> **Records to process**:
══════════════════════════════
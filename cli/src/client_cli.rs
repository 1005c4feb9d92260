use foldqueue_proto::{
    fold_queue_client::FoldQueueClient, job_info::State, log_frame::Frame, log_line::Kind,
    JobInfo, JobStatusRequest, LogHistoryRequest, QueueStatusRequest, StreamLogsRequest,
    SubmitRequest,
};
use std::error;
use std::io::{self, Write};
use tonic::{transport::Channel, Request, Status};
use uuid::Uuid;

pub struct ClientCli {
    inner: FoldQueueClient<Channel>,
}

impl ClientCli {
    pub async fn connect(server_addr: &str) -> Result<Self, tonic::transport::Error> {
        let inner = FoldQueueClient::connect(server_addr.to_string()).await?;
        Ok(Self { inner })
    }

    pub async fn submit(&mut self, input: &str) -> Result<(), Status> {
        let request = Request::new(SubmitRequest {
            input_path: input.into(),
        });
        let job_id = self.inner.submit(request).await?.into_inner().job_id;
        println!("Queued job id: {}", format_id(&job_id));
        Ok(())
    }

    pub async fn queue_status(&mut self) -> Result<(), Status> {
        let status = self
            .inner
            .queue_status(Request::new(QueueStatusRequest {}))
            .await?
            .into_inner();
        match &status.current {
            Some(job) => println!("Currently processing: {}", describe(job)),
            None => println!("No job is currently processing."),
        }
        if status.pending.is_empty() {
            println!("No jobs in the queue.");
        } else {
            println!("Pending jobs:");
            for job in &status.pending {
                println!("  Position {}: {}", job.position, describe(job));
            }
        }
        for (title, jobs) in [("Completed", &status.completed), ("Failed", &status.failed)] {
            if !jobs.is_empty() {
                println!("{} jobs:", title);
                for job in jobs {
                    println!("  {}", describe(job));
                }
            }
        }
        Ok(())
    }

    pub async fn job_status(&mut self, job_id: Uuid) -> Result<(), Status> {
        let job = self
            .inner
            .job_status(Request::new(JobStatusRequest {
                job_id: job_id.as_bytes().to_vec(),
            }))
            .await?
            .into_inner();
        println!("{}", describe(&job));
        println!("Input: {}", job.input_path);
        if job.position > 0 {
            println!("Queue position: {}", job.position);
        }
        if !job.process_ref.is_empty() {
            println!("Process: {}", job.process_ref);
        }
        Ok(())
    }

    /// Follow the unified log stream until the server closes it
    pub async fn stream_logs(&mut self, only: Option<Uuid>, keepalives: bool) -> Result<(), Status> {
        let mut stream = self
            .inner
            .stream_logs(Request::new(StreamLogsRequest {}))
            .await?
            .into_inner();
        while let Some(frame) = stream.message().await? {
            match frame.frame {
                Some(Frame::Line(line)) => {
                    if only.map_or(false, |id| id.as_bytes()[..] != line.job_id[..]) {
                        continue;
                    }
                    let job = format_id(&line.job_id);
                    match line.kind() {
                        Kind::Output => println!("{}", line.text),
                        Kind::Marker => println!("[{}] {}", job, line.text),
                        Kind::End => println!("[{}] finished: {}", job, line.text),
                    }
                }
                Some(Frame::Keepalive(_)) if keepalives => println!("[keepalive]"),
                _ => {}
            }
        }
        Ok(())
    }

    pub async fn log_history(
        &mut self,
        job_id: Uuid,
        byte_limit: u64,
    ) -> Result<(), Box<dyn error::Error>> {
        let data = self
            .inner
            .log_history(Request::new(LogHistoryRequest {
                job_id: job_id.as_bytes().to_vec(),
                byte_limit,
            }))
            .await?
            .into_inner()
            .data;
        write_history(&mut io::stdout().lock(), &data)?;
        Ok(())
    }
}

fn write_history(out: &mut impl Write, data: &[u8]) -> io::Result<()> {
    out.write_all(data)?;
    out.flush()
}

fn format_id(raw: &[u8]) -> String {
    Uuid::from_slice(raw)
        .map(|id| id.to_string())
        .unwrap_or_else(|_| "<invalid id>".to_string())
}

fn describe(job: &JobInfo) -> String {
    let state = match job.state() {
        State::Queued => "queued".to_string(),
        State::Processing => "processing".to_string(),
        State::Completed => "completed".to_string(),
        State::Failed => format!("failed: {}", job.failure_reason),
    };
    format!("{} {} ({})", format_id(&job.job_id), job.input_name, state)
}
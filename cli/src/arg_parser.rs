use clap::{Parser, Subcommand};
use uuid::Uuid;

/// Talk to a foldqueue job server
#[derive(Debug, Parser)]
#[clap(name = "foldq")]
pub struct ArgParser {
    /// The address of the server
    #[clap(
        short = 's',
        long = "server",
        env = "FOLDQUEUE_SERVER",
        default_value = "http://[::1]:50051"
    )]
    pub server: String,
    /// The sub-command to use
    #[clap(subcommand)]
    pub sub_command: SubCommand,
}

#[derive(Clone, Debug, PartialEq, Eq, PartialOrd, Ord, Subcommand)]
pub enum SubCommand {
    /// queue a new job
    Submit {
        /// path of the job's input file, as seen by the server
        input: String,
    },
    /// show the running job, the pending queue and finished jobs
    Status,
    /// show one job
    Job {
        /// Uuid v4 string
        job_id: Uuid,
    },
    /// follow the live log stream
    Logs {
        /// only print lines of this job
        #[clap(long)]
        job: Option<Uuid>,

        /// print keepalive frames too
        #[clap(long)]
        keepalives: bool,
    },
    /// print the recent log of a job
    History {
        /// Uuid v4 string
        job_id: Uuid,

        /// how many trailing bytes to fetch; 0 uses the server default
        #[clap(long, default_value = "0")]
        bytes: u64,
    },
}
══════════════════════════════
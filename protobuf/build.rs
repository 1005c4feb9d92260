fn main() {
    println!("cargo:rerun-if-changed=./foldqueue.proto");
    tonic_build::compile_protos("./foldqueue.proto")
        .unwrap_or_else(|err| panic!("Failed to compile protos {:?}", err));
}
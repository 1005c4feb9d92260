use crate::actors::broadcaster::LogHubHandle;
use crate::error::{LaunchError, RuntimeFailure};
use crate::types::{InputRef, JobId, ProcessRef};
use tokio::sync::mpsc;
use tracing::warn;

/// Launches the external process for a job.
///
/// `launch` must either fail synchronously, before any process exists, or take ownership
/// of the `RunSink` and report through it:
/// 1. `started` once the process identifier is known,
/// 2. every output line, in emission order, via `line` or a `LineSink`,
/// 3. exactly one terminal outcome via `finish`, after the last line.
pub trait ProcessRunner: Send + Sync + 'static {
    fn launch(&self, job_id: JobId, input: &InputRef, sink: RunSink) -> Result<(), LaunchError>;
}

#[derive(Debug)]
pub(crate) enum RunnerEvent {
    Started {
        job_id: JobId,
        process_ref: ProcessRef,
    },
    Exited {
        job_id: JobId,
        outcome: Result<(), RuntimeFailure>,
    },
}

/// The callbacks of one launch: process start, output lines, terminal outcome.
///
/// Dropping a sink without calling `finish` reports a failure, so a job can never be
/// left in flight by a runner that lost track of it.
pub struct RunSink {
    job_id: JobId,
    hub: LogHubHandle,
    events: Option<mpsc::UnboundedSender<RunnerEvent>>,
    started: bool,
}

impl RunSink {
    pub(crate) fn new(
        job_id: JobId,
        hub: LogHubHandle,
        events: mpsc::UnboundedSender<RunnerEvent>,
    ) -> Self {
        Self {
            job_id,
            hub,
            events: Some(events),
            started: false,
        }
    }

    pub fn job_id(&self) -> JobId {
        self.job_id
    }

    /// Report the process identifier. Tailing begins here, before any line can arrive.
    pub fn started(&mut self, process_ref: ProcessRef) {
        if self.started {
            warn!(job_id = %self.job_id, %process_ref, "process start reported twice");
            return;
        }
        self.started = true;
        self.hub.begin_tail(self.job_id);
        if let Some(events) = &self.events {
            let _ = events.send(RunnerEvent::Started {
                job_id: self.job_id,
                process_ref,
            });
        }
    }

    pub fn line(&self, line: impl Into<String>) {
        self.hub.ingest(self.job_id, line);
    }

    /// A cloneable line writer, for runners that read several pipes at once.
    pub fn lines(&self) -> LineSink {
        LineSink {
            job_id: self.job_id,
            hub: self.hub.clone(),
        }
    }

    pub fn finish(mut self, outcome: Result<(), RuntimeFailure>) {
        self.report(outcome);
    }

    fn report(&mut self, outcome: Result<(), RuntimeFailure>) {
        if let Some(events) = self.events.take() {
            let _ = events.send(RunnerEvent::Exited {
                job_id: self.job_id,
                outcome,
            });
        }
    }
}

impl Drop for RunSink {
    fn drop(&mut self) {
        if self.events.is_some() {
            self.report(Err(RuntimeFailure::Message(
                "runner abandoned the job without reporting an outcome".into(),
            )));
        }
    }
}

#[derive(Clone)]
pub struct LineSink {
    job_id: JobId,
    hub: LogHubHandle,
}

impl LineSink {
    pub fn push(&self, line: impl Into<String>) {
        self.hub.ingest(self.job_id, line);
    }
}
══════════════════════════════
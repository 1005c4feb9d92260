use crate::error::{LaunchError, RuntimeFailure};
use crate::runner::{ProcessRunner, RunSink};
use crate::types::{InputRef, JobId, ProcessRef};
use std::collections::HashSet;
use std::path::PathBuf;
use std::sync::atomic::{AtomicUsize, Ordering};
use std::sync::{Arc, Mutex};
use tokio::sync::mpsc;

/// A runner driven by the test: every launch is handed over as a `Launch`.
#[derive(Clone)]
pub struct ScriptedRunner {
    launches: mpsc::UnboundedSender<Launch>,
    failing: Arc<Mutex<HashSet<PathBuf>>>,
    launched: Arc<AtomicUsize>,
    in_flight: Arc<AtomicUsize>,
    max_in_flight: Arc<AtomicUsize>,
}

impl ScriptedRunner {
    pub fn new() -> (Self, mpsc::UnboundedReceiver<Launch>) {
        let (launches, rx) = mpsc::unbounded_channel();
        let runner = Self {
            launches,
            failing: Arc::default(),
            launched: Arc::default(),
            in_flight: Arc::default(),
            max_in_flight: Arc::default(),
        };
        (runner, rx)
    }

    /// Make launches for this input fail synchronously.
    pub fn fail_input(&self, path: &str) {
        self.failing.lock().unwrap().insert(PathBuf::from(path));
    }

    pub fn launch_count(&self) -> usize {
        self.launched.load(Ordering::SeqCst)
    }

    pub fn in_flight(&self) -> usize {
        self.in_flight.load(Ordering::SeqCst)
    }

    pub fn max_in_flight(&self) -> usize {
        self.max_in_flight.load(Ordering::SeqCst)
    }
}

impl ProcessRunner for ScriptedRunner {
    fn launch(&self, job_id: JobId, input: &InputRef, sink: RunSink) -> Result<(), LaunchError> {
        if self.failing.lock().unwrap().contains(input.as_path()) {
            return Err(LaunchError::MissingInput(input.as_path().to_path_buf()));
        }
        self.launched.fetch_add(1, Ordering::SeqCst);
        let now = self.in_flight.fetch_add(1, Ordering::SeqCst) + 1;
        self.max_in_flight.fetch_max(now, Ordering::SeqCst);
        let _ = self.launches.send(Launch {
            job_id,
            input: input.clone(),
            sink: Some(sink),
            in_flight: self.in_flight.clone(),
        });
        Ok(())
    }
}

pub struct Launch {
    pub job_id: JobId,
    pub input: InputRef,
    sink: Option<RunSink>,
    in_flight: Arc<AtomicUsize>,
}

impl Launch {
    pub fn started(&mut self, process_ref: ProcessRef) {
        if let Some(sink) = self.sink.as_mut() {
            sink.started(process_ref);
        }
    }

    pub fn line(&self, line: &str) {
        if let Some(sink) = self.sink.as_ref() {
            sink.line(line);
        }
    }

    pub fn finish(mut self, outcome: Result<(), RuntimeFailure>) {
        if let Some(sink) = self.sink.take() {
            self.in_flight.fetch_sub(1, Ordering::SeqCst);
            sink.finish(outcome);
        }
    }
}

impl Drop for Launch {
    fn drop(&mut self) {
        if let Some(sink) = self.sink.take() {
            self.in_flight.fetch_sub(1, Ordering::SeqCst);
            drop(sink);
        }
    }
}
══════════════════════════════
> **How to complete this task**:
Scan the entries above for the line containing "filename cli/src/client_cli.rs", and copy it and all lines after it exactly, down to and including the line containing "job_id = self.inner.submit(request).await?.into_inner().job_id;".

> **Answer section**:
filename cli/src/client_cli.rs
repository 1005c4feb9d92260
use foldqueue_proto::{
    fold_queue_client::FoldQueueClient, job_info::State, log_frame::Frame, log_line::Kind,
    JobInfo, JobStatusRequest, LogHistoryRequest, QueueStatusRequest, StreamLogsRequest,
    SubmitRequest,
};
use std::error;
use std::io::{self, Write};
use tonic::{transport::Channel, Request, Status};
use uuid::Uuid;

pub struct ClientCli {
    inner: FoldQueueClient<Channel>,
}

impl ClientCli {
    pub async fn connect(server_addr: &str) -> Result<Self, tonic::transport::Error> {
        let inner = FoldQueueClient::connect(server_addr.to_string()).await?;
        Ok(Self { inner })
    }

    pub async fn submit(&mut self, input: &str) -> Result<(), Status> {
        let request = Request::new(SubmitRequest {
            input_path: input.into(),
        });
        let job_id = self.inner.submit(request).await?.into_inner().job_id;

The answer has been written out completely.